Jordan Mechner (born June 4, 1964) is an American video game designer, author, screenwriter, and filmmaker. He is best known for designing and programming the Broderbund Apple II games Karateka and Prince of Persia in the 1980s, the latter of which grew into a multi-platform franchise.

Early life
Mechner was born in New York City in 1964, into a family of European Jewish immigrants. His father is psychologist Francis Mechner, and his mother was a programmer. He attended Yale University in the 1980s.

Career
While at Yale, Mechner wrote several Apple II games that he submitted for publication, but which were rejected. Asteroid Blaster, an Asteroids clone, was submitted to Hayden Software and abstract arcade game Deathbounce to Broderbund. Mechner then spent two years at Yale writing his first published game, Karateka (1984), which went to number one on the Billboard software chart.

His second game, Prince of Persia, was released in 1989 after more than three years of work. He wrote both games in the 6502 assembly language for the Apple II, though that system was in decline through the late 1980s, and little new software was released by 1989. Initially, Prince of Persia sold poorly; however, as it was ported to other systems, sales increased. Eventually, it was adapted for nearly every computer and console platform.

Following the completion of Prince of Persia, Mechner took several years off from the gaming industry, during which he attended film school, wrote an unproduced screenplay, and traveled Europe for two years.

Mechner designed and directed the first sequel, Prince of Persia 2: The Shadow and the Flame, released in 1993. By then, he was focused on game design and story mechanics and was no longer programming.

He founded independent developer Smoking Car Productions in 1993, where he led the production of the CD-ROM adventure game The Last Express. Smoking Car grew to sixty people, a huge game development team for the mid-1990s, and the game took longer to finish than anticipated. When finally released in 1997, it was positively reviewed but sold poorly. The Last Express was re-released in 2012 by French publisher DotEmu for mobile and other platforms.

In 2017, Mechner won the Honorific Award at the Fun & Serious Game Festival.

Prince of Persia revival
In 2001, Mechner worked with Ubisoft to reboot Prince of Persia. Developed at Ubisoft Montreal with Mechner as game designer, writer, and creative consultant, Prince of Persia: The Sands of Time was released in 2003. It received twelve nominations and eight awards at the Interactive Achievement Awards (D.I.C.E.). Ubisoft has since published four more Prince of Persia sequels and several spinoffs.

Mechner became one of the few video game creators to adapt his own creation as a feature film, with Disney's Prince of Persia: The Sands of Time, produced by Jerry Bruckheimer, directed by Mike Newell, and starring Jake Gyllenhaal, Gemma Arterton, Ben Kingsley, and Alfred Molina. The film was released on May 28, 2010. Mechner wrote the first drafts of the screenplay and acted as executive producer.

Writing and directing

In 2003, Mechner wrote and directed the documentary film Chavez Ravine: A Los Angeles Story. It won the 2003 IDA award for Best Short Documentary, was short-listed for an Academy Award nomination, and received its broadcast premiere on PBS Independent Lens in 2005.
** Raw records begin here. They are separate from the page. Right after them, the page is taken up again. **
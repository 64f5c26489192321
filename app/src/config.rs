//! Application configuration with TOML file support.

use serde::{Deserialize, Serialize};
use std::path::{Path, PathBuf};
use std::time::Duration;

use reclaim_types::AppCredentials;
use reclaim_utils::LogFormat;
use thiserror::Error;

#[derive(Debug, Error)]
pub enum ConfigError {
    #[error("failed to read {path}: {source}")]
    Read {
        path: PathBuf,
        source: std::io::Error,
    },

    #[error("invalid config: {0}")]
    Parse(String),

    #[error("invalid secrets file {path}: {source}")]
    Secrets {
        path: PathBuf,
        source: reclaim_types::TypesError,
    },
}

/// Configuration for the verification front-end.
///
/// Can be loaded from a TOML file via [`AppConfig::from_toml_file`] or
/// built programmatically (e.g. for tests).
#[derive(Clone, Debug, PartialEq, Eq, Serialize, Deserialize)]
pub struct AppConfig {
    /// Base URL of the verification SDK host.
    #[serde(default = "default_bridge_url")]
    pub bridge_url: String,

    /// Upper bound on one verification round trip, in seconds.
    #[serde(default = "default_request_timeout_secs")]
    pub request_timeout_secs: u64,

    /// Path to the JSON file holding the application id and secret.
    #[serde(default = "default_secrets_path")]
    pub secrets_path: PathBuf,

    /// Log format: "human" or "json".
    #[serde(default)]
    pub log_format: LogFormat,

    /// Log level filter: "trace", "debug", "info", "warn", "error".
    #[serde(default = "default_log_level")]
    pub log_level: String,
}

// ── Serde default helpers ──────────────────────────────────────────────

fn default_bridge_url() -> String {
    "http://127.0.0.1:8765".to_string()
}

fn default_request_timeout_secs() -> u64 {
    reclaim_bridge::client::DEFAULT_TIMEOUT.as_secs()
}

fn default_secrets_path() -> PathBuf {
    PathBuf::from("./secrets.json")
}

fn default_log_level() -> String {
    "warn".to_string()
}

// ── Impl ───────────────────────────────────────────────────────────────

impl AppConfig {
    /// Load configuration from a TOML file.
    pub fn from_toml_file(path: &Path) -> Result<Self, ConfigError> {
        let content = std::fs::read_to_string(path).map_err(|source| ConfigError::Read {
            path: path.to_path_buf(),
            source,
        })?;
        Self::from_toml_str(&content)
    }

    /// Parse configuration from a TOML string.
    pub fn from_toml_str(s: &str) -> Result<Self, ConfigError> {
        toml::from_str(s).map_err(|e| ConfigError::Parse(e.to_string()))
    }

    /// Serialize the configuration to a TOML string.
    pub fn to_toml_string(&self) -> Result<String, ConfigError> {
        toml::to_string_pretty(self).map_err(|e| ConfigError::Parse(e.to_string()))
    }

    pub fn request_timeout(&self) -> Duration {
        Duration::from_secs(self.request_timeout_secs)
    }

    /// Read the application credentials from [`AppConfig::secrets_path`].
    pub fn load_credentials(&self) -> Result<AppCredentials, ConfigError> {
        let content =
            std::fs::read_to_string(&self.secrets_path).map_err(|source| ConfigError::Read {
                path: self.secrets_path.clone(),
                source,
            })?;
        AppCredentials::from_secrets_json(&content).map_err(|source| ConfigError::Secrets {
            path: self.secrets_path.clone(),
            source,
        })
    }
}

impl Default for AppConfig {
    fn default() -> Self {
        Self {
            bridge_url: default_bridge_url(),
            request_timeout_secs: default_request_timeout_secs(),
            secrets_path: default_secrets_path(),
            log_format: LogFormat::default(),
            log_level: default_log_level(),
        }
    }
}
Mechner collaborated with a team on the 2008 Prince of Persia graphic novel. The author's graphic novel Templar was published in July 2013. Templar became a New York Times best-selling book and was nominated for an Eisner Award. Mechner also wrote the graphic novel Prince of Persia: Before the Sandstorm, to tie in with the release of the film in 2010.

Mechner has written a screenplay for a film adaptation of Michael Turner's Fathom for Fox Studios.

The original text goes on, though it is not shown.